Senta-te e Ri
Este assunto voltou ao centro da discussão com a bofetada dos Óscares e eu vim juntar-me ao rebanho que disputa um dos eixos da polémica em torno dos limites do humor. Penso que não será preciso contextualizar o que passou, e penso também que nada serve como desculpa para justificar ofensas à integridade física de alguém. Muito menos uma piada.
Desde quando é que fazer rir, e estar-se em palco a fazer-se rir, é motivo para levar um estaladão? Desde quando é que o estatuto branqueia uma agressão pública como se nada fosse? Não me parece normal que um artista esteja a atuar, seja agredido durante o seu espetáculo, o agressor não sofra quaisquer consequências e ainda é recompensado com um dos maiores méritos da Academia.
Sei que não sou cientista, mas até eu sei que não é com piadas que os tumores ou doenças crescem ou deixam de crescer. O único fator que devia limitar uma piada era se ela, efetivamente, tinha graça, e é nessa subjetividade que se encontra parte da magia humorística. Tentar impor limites pessoais só porque sim é egoísta, injusto e castrador, prejudicando uma arte cada vez mais atacada indevidamente.

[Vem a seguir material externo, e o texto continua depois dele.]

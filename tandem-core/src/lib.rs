//! # tandem-core - document content for Tandem
//!
//! The sync protocol in `tandem-collab` is content-agnostic. This crate holds
//! the [`ContentCapability`] seam and the two content shapes Tandem edits:
//!
//! - [`text`]: linear operation stream (insert/delete by character position)
//! - [`canvas`]: ordered element set keyed by element id
//!
//! ```text
//! ┌──────────────┐  apply_op / diff   ┌───────────────┐
//! │ EditSession  │ ─────────────────► │ TextContent   │
//! │ (collab)     │  rebase / merge    │ CanvasContent │
//! └──────────────┘                    └───────────────┘
//! ```

pub mod canvas;
pub mod content;
pub mod text;

pub use canvas::{Canvas, CanvasContent, CanvasOp, Element, ElementKind, Rect};
pub use content::{ContentCapability, ContentError, ContentKind};
pub use text::{TextContent, TextOp};
impl<C: ContentCapability> SessionDriver<C> {
    fn spawn(
        client: SyncClient,
        events: mpsc::Receiver<SyncEvent>,
        session: EditSession<C>,
        presence: PresenceTracker,
    ) -> SessionHandle<C> {
        let (command_tx, commands) = mpsc::channel(64);
        let (event_tx, event_rx) = mpsc::channel(256);
        let (view_tx, view_rx) = watch::channel(Self::view_of(&session, &presence, true, true));

        let driver = Self {
            client,
            events,
            commands,
            session,
            presence,
            view_tx,
            event_tx,
            connected: true,
        };
        tokio::spawn(driver.run());

        SessionHandle {
            commands: command_tx,
            view: view_rx,
            events: event_rx,
        }
    }

    fn view_of(
        session: &EditSession<C>,
        presence: &PresenceTracker,
        connected: bool,
        open: bool,
    ) -> SessionView<C::Doc> {
        SessionView {
            content: session.content().clone(),
            base_version: session.base_version(),
            state: session.state(),
            save_status: session.save_status(),
            pending_ops: session.pending_ops().len(),
            last_failure: session.last_failure().cloned(),
            roster: presence.roster().to_vec(),
            connected,
            open,
        }
    }

    /// Next wake-up: the session's debounce or flush timeout, or the next
    /// presence timer, whichever is first.
    fn next_wakeup(&self) -> tokio::time::Instant {
        let now_ms = unix_millis();
        let presence_in = Duration::from_millis(self.presence.next_deadline().saturating_sub(now_ms));
        let mut wake = Instant::now() + presence_in;
        if let Some(deadline) = self.session.next_deadline() {
            wake = wake.min(deadline);
        }
        tokio::time::Instant::from_std(wake)
    }

    async fn run(mut self) {
        let document_id = self.session.document_id();
        loop {
            let wake = self.next_wakeup();
            let keep_going = tokio::select! {
                cmd = self.commands.recv() => match cmd {
                    Some(cmd) => self.on_command(cmd).await,
                    None => {
                        log::debug!("Session handle for {document_id} dropped");
                        let _ = self.client.leave(document_id).await;
                        false
                    }
                },
                event = self.events.recv(), if self.connected => match event {
                    Some(SyncEvent::Server(msg)) => self.on_server_message(msg).await,
                    Some(SyncEvent::Connected) => true,
                    Some(SyncEvent::Disconnected) | None => {
                        log::warn!("Connection lost while editing {document_id}");
                        self.connected = false;
                        self.session.on_network_failure("connection lost");
                        true
                    }
                },
                _ = tokio::time::sleep_until(wake) => {
                    self.on_tick().await;
                    true
                }
            };

            self.publish(keep_going);
            if !keep_going {
                break;
            }
        }
        log::info!("Session driver for {document_id} stopped");
    }

    async fn on_command(&mut self, cmd: Command<C>) -> bool {
        let now = Instant::now();
        match cmd {
            Command::Edit(op, reply) => {
                let _ = reply.send(self.session.edit(op, now));
            }
            Command::Replace(doc) => self.session.replace(doc, now),
            Command::Retry if !self.connected => self.reconnect().await,
            Command::Retry => {
                if let Some(req) = self.session.retry(now) {
                    self.send_write(req).await;
                }
            }
            Command::Close { force, reply } => {
                let document_id = self.session.document_id();
                if force {
                    let _ = self.client.leave(document_id).await;
                    let _ = reply.send(Ok(()));
                    return false;
                }
                match self.session.check_close() {
                    Ok(()) => {
                        let _ = self.client.leave(document_id).await;
                        let _ = reply.send(Ok(()));
                        return false;
                    }
                    Err(e) => {
                        // Push the buffer out now so a later close can succeed.
                        if let Some(req) = self.session.flush_now(now) {
                            self.send_write(req).await;
                        }
                        let _ = reply.send(Err(e));
                    }
                }
            }
        }
        true
    }

    async fn on_server_message(&mut self, msg: ServerMessage) -> bool {
        let now = Instant::now();
        let document_id = self.session.document_id();
        match msg {
            ServerMessage::WriteResult {
                request_id,
                response,
            } => {
                if let Some(req) = self.session.on_write_response(request_id, response, now) {
                    self.send_write(req).await;
                }
            }
            ServerMessage::Snapshot(snapshot) if snapshot.document_id == document_id => {
                log::info!("Resynced {document_id} at v{}", snapshot.version);
                if let Some(req) = self.session.resync(snapshot, now) {
                    self.send_write(req).await;
                }
            }
            ServerMessage::Update(update) if update.document_id == document_id => {
                let decision = self.session.on_remote_update(update);
                log::trace!("Remote update for {document_id}: {decision:?}");
            }
            ServerMessage::Roster {
                document_id: doc,
                entries,
            } if doc == document_id => {
                self.presence.on_roster(entries, unix_millis());
            }
            ServerMessage::Error(ErrorKind::Unauthorized) => {
                log::error!("Server rejected our identity; closing {document_id}");
                return false;
            }
            ServerMessage::Error(kind) => {
                log::warn!("Server error on {document_id}: {kind}");
            }
            other => log::trace!("Ignoring {other:?}"),
        }
        !self.session.last_failure().is_some_and(SaveFailure::is_fatal)
    }

    async fn on_tick(&mut self) {
        let now = Instant::now();
        self.session.check_flush_timeout(now);
        if let Some(req) = self.session.poll_flush(now) {
            self.send_write(req).await;
        }

        for msg in self.presence.poll(unix_millis()) {
            if self.connected {
                if let Err(e) = self.client.send(&msg).await {
                    log::debug!("Presence message not sent: {e}");
                }
            }
        }
    }

    /// New socket, `Hello`, then `Subscribe`. The session resumes when the
    /// snapshot reply arrives.
    async fn reconnect(&mut self) {
        let document_id = self.session.document_id();
        log::info!("Reconnecting to {} for {document_id}", self.client.server_url());
        if let Err(e) = self.client.reconnect().await {
            log::warn!("Reconnect for {document_id} failed: {e}");
            return;
        }
        self.connected = true;
        if let Err(e) = self.client.subscribe(document_id).await {
            log::warn!("Re-subscribe to {document_id} failed: {e}");
        }
    }

    async fn send_write(&mut self, req: WriteRequest) {
        if !self.connected {
            self.session.on_network_failure("not connected");
            return;
        }
        if let Err(e) = self.client.write(req).await {
            self.session.on_network_failure(e.to_string());
        }
    }

    fn publish(&mut self, open: bool) {
        for event in self.session.take_events() {
            if self.event_tx.try_send(event).is_err() {
                log::trace!("Session event dropped: receiver full or gone");
            }
        }
        let view = Self::view_of(&self.session, &self.presence, self.connected, open);
        self.view_tx.send_if_modified(|current| {
            if *current == view {
                false
            } else {
                *current = view;
                true
            }
        });
    }
}

// ───────────────────────────────────────────────────────────────────
// Handle
// ───────────────────────────────────────────────────────────────────

/// Application-facing handle to an open document.
pub struct SessionHandle<C: ContentCapability> {
    commands: mpsc::Sender<Command<C>>,
    view: watch::Receiver<SessionView<C::Doc>>,
    events: mpsc::Receiver<SessionEvent>,
}
//! Persistent storage for authoritative document records.
//!
//! The version gate only needs two primitives: read a record, and replace it
//! if it is still exactly the record that was read.
//!
//! ```text
//! ┌─────────────┐  get / compare_and_set  ┌──────────────────────────┐
//! │ VersionGate │ ──────────────────────► │ dyn DocumentStore        │
//! └─────────────┘                         │  ├── MemoryStore (tests) │
//!                                         │  └── RocksStore (disk)   │
//!                                         └──────────────────────────┘
//! ```

pub mod memory;
pub mod rocks;

pub use memory::MemoryStore;
pub use rocks::{RocksStore, StoreConfig};

use serde::{Deserialize, Serialize};
use thiserror::Error;
use uuid::Uuid;

use crate::protocol::{unix_millis, ClientId, DocumentSnapshot};

#[derive(Debug, Clone, Copy, PartialEq, Eq, Serialize, Deserialize)]
pub enum ShareLevel {
    View,
    Edit,
}

#[derive(Debug, Clone, PartialEq, Eq, Serialize, Deserialize)]
pub struct Share {
    pub user_id: String,
    pub level: ShareLevel,
}

/// The server-owned record of one collaborative document.
#[derive(Debug, Clone, PartialEq, Eq, Serialize, Deserialize)]
pub struct DocumentRecord {
    pub id: Uuid,
    /// Opaque bytes produced by the document's content capability.
    pub content: Vec<u8>,
    /// Starts at 1; each accepted write adds exactly 1.
    pub version: u64,
    /// Client that produced `version` (nil for a freshly created record).
    pub last_writer_id: ClientId,
    /// Unix milliseconds.
    pub updated_at: u64,
    pub owner_id: String,
    pub shares: Vec<Share>,
}

impl DocumentRecord {
    pub fn new(owner_id: impl Into<String>, content: Vec<u8>) -> Self {
        Self {
            id: Uuid::new_v4(),
            content,
            version: 1,
            last_writer_id: Uuid::nil(),
            updated_at: unix_millis(),
            owner_id: owner_id.into(),
            shares: Vec::new(),
        }
    }

    pub fn snapshot(&self) -> DocumentSnapshot {
        DocumentSnapshot {
            document_id: self.id,
            content: self.content.clone(),
            version: self.version,
            last_writer_id: self.last_writer_id,
        }
    }

    pub fn share_level(&self, user_id: &str) -> Option<ShareLevel> {
        self.shares
            .iter()
            .find(|s| s.user_id == user_id)
            .map(|s| s.level)
    }
}

#[derive(Error, Debug, Clone, PartialEq, Eq)]
pub enum StoreError {
    #[error("Database error: {0}")]
    Database(String),
    #[error("Document not found: {0}")]
    NotFound(Uuid),
    #[error("Document already exists: {0}")]
    AlreadyExists(Uuid),
    #[error("Serialization error: {0}")]
    Serialization(String),
    #[error("Deserialization error: {0}")]
    Deserialization(String),
    #[error("Compression error: {0}")]
    Compression(String),
}

impl From<rocksdb::Error> for StoreError {
    fn from(e: rocksdb::Error) -> Self {
        StoreError::Database(e.to_string())
    }
}

/// Atomic get / compare-and-set persistence primitive.
pub trait DocumentStore: Send + Sync {
    fn get(&self, id: Uuid) -> Result<Option<DocumentRecord>, StoreError>;

    /// Insert a brand-new record. Fails if the id is taken.
    fn insert(&self, record: DocumentRecord) -> Result<(), StoreError>;

    /// Replace the record with `record.id` only if the stored record still
    /// equals `expected`. Returns `false` when any other change (a write or a
    /// share grant) got there first.
    fn compare_and_set(
        &self,
        expected: &DocumentRecord,
        record: DocumentRecord,
    ) -> Result<bool, StoreError>;

    fn list(&self) -> Result<Vec<Uuid>, StoreError>;
}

Porque uma coisa são os nossos limites individuais. Eu acho graça a umas coisas, tu a outras, nós a outras em comum ou ainda a umas nada a ver. E isso é bom e válido. Nada nem ninguém nos pode impedir de rir e apreciar a arte que é fazer rir da desgraça.
A desgraça, essa, é um elo que sempre esteve presente na escrita humorística e sempre estará. Seja à custa própria ou alheia, sempre nos gostámos de rir da tragédia, e não podemos usar o politicamente correto como capa protetora (e impeditiva) do riso. Muitas vezes, rir é a única arma que temos para combater os infortúnios, ou apenas para lidar com eles.
Em vez de te levantares e bateres no comediante que está apenas a fazer o seu trabalho, senta-te. Senta-te e ri da piada.